--- Saved data entries ---
────────────────────────────────────────

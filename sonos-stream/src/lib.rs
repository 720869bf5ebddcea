//! # sonos-stream
//!
//! GENA event subscriptions for Sonos ZonePlayers.
//!
//! Given a [`DeviceDescriptor`](sonos_discovery::DeviceDescriptor) from
//! discovery, the [`SubscriptionManager`] subscribes to the player's eventing
//! services, renews each subscription shortly before it expires, and turns
//! incoming NOTIFY requests into [`NotificationEvent`]s attributed to the
//! ZonePlayer and service they came from.
//!
//! The pieces:
//!
//! - [`SubscriptionManager`]: SUBSCRIBE fan-out, renewal timers, shutdown
//! - [`SubscriptionRegistry`]: SID to subscription map used to correlate
//!   notifications
//! - [`EventMultiplexer`]: broadcast of decoded events with filtered views
//! - [`GenaTransport`]: the HTTP seam, implemented by [`HttpGenaClient`]

mod config;
mod error;
pub mod events;
mod gena;
mod listener;
mod manager;
mod registry;
mod renewal;
mod types;

#[cfg(test)]
mod testing;

pub use config::StreamConfig;
pub use error::{Result, StreamError, SubscriptionError};
pub use events::{decode_property_set, EventFilter, EventMultiplexer, EventSubscriber};
pub use gena::{parse_timeout, GenaGrant, GenaTransport, HttpGenaClient};
pub use manager::{ConfirmationStream, SubscriptionManager};
pub use registry::SubscriptionRegistry;
pub use types::{
    NotificationEvent, ServiceTag, Subscription, SubscriptionConfirmation, SubscriptionState,
};
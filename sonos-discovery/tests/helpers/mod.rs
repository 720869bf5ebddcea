//! Test helpers for prober integration tests

#![allow(dead_code)]

use std::fs;
use std::net::SocketAddr;
use std::path::PathBuf;

use tokio::net::UdpSocket;
use tokio::task::JoinHandle;

/// A device description served by a mock HTTP server
#[derive(Debug, Clone)]
pub struct DeviceFixture {
    pub name: String,
    pub xml_content: String,
}

impl DeviceFixture {
    /// Load a fixture from the fixtures directory
    pub fn load(filename: &str) -> Self {
        let mut path = PathBuf::from(env!("CARGO_MANIFEST_DIR"));
        path.push("tests/fixtures");
        path.push(filename);

        let xml_content = fs::read_to_string(&path)
            .unwrap_or_else(|e| panic!("Failed to load fixture {}: {}", filename, e));

        Self {
            name: filename.to_string(),
            xml_content,
        }
    }

    /// The standard ZonePlayer fixture with its RINCON id replaced
    pub fn zone_player(rincon: &str) -> Self {
        let mut fixture = Self::load("zoneplayer_description.xml");
        fixture.xml_content = fixture
            .xml_content
            .replace("RINCON_000E58A0123401400", rincon);
        fixture
    }
}

/// Build an M-SEARCH reply for a ZonePlayer
pub fn ssdp_response(location: &str, rincon: &str) -> String {
    format!(
        "HTTP/1.1 200 OK\r\n\
         CACHE-CONTROL: max-age = 1800\r\n\
         EXT:\r\n\
         LOCATION: {location}\r\n\
         SERVER: Linux UPnP/1.0 Sonos/70.3-88200 (ZPS9)\r\n\
         ST: urn:schemas-upnp-org:device:ZonePlayer:1\r\n\
         USN: uuid:{rincon}::urn:schemas-upnp-org:device:ZonePlayer:1\r\n\
         X-RINCON-BOOTSEQ: 123\r\n\
         X-RINCON-HOUSEHOLD: Sonos_test\r\n\r\n"
    )
}

/// Stand-in for the multicast group: a loopback UDP socket that waits for one
/// M-SEARCH and answers it with `replies`.
///
/// The task resolves to the M-SEARCH text it received.
pub async fn spawn_responder(replies: Vec<String>) -> (SocketAddr, JoinHandle<String>) {
    spawn_responder_rounds(replies, 1).await
}

/// Like [`spawn_responder`], answering `rounds` consecutive searches.
///
/// The task resolves to the last M-SEARCH text it received.
pub async fn spawn_responder_rounds(
    replies: Vec<String>,
    rounds: usize,
) -> (SocketAddr, JoinHandle<String>) {
    let socket = UdpSocket::bind("127.0.0.1:0").await.unwrap();
    let addr = socket.local_addr().unwrap();

    let handle = tokio::spawn(async move {
        let mut buffer = [0u8; 2048];
        let mut last = String::new();
        for _ in 0..rounds {
            let (len, from) = socket.recv_from(&mut buffer).await.unwrap();
            for reply in &replies {
                socket.send_to(reply.as_bytes(), from).await.unwrap();
            }
            last = String::from_utf8_lossy(&buffer[..len]).to_string();
        }
        last
    });

    (addr, handle)
}
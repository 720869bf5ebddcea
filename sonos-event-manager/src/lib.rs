//! # Sonos Event Manager
//!
//! A sync-first facade that discovers ZonePlayers and keeps their services
//! subscribed, without exposing async/await to the caller.
//!
//! ## Overview
//!
//! A background worker thread owns a tokio runtime, an SSDP
//! [`Prober`](sonos_discovery::Prober) and a
//! [`SubscriptionManager`](sonos_stream::SubscriptionManager). It searches
//! on an interval, subscribes newly discovered players and forwards
//! everything that happens to a blocking [`EventManagerIterator`].
//!
//! ## Usage
//!
//! ```no_run
//! use sonos_event_manager::prelude::*;
//!
//! let manager = SonosEventManager::new()?;
//!
//! for event in manager.iter() {
//!     if let ManagerEvent::Notification(event) = event {
//!         if let Some(state) = event.get("TransportState") {
//!             println!("{} is {}", event.zp_udn, state);
//!         }
//!     }
//! }
//! # Ok::<(), EventManagerError>(())
//! ```
//!
//! ## Architecture
//!
//! 1. **Discovery**: an M-SEARCH runs at startup and every `search_interval`
//! 2. **Auto-subscribe**: each newly resolved ZonePlayer with a media
//!    renderer gets all six services subscribed
//! 3. **Renewal**: subscriptions renew themselves before they expire
//! 4. **Delivery**: discoveries, confirmations and notifications share one
//!    ordered queue read through [`SonosEventManager::iter`]
//! 5. **Shutdown**: every held subscription is cancelled before the worker
//!    exits

pub mod config;
pub mod error;
pub mod event;
pub mod iter;
pub mod manager;
mod worker;

pub use config::ManagerConfig;
pub use error::{EventManagerError, Result};
pub use event::ManagerEvent;
pub use iter::EventManagerIterator;
pub use manager::SonosEventManager;

// Re-export commonly used types from dependencies
pub use sonos_discovery::{DeviceDescriptor, DiscoveryConfig};
pub use sonos_stream::{NotificationEvent, ServiceTag, StreamConfig, SubscriptionConfirmation};

/// Prelude module for convenient imports
///
/// ```rust
/// use sonos_event_manager::prelude::*;
/// ```
pub mod prelude {
    pub use crate::{
        DeviceDescriptor, DiscoveryConfig, EventManagerError, EventManagerIterator, ManagerConfig,
        ManagerEvent, NotificationEvent, Result, ServiceTag, SonosEventManager, StreamConfig,
    };
}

────────────────────────────────────────

Take each line above that holds the string "path" and copy it.

--- Solution to this exercise ---
use std::path::PathBuf;
        let mut path = PathBuf::from(env!("CARGO_MANIFEST_DIR"));
        path.push("tests/fixtures");
        path.push(filename);
        let xml_content = fs::read_to_string(&path)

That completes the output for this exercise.